In fact, there are several benefits derived from nurturing accurate fee estimation skills in your lawyers:
- Better realisation rates: Clients who are given an estimate at the start are better able to prepare payment after the case is over. If the final bill is close to the initial estimate, chances are the client will be able to make payment quicker, resulting in higher recovery rates.
- Organisation: The analytical breakdown process used to estimate a project helps lawyers take a systematic approach to complex matters, schedule workloads effectively and manage their time.
- Transparency: Solicitors are required by law to disclose any chargeable fees or to clients in writing if the costs are estimated to be above $750. Those who are hesitant to discuss costs (no matter how small) risk being perceived by clients as inexperienced or untrustworthy. Being upfront with fee information instils trust and confidence in clients, especially when their final bill does not come as a surprise.
Here are some tips for formulating accurate costs estimates.
Stick to a methodical system
Having a methodical process for formulating estimates ensures consistent and accurate results, enhances the estimator’s confidence in their abilities and reduces stress involved.
Segment the work
Breaking down a matter into smaller components not only provides a truer indication of fees, but it also enables a client to gain more insight into what is involved in their matter. To make this an easier task, create a range of matter templates that provide a task breakdown for typical matters.
Gather vital information
Make the most of an initial client interview to gain as much information as possible about circumstances that may affect costing. Drawing up a checklist of typical stages for that particular legal transaction or task may be useful as a guide.
Use historical data
Develop a database of historical data on average hours required to complete typical major tasks and sub-tasks. This can be used by lawyers to gauge how much time will be required for each step in a new matter.
Assess risk factors
Formulate a list of potential risk factors that are likely to impact fees, such as self-represented litigants or inexperienced counsel on the other side, foreign jurisdictions, multiple clients or other circumstances that may complicate the matter.
Discuss your estimate
Discussing estimates shows that you recognise costs are important to the client and are key to managing expectations. If unexpected events require a revision of the estimates, ensure the clients are aware of the changes made.

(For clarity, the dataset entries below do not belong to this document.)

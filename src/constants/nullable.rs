//! Defining if something is null or not so I'm not using a bool everywhere

#[derive(Clone, Copy, Debug, PartialEq)]
pub enum Nullable {
    Null,
    NotNull,
}

impl From<bool> for Nullable {
    fn from(b: bool) -> Self {
        if b {
            Nullable::Null
        } else {
            Nullable::NotNull
        }
    }
}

Use a legal practice management solution
Not only can using a legal practice management solution assist fee earners in managing client billing more efficiently, it can help keep track of billable time spent on similar tasks in the past, allowing you to prepare an accurate estimate for future work of an equivalent nature.
We’ve created a handy checklist from the above points featuring everything you need to cover when producing the perfect client estimate. Download your free copy here.
To minimise fee disputes due to ambiguity, ensure that an agreement to the cost of work is put in writing. Lawyers should also sit down with clients and explain what a list of common legal terms mean, or include a page of legal terms and definitions as an appendix to the estimate.
As clients gain more bargaining power over legal service providers, firms will notice increasing pressure to provide accurate fee estimates and transparency in their pricing.
Firms that want to set themselves apart from their peers should take the time now to develop good costing skills. This will promote trust and confidence in client relationships and fortify future profitability.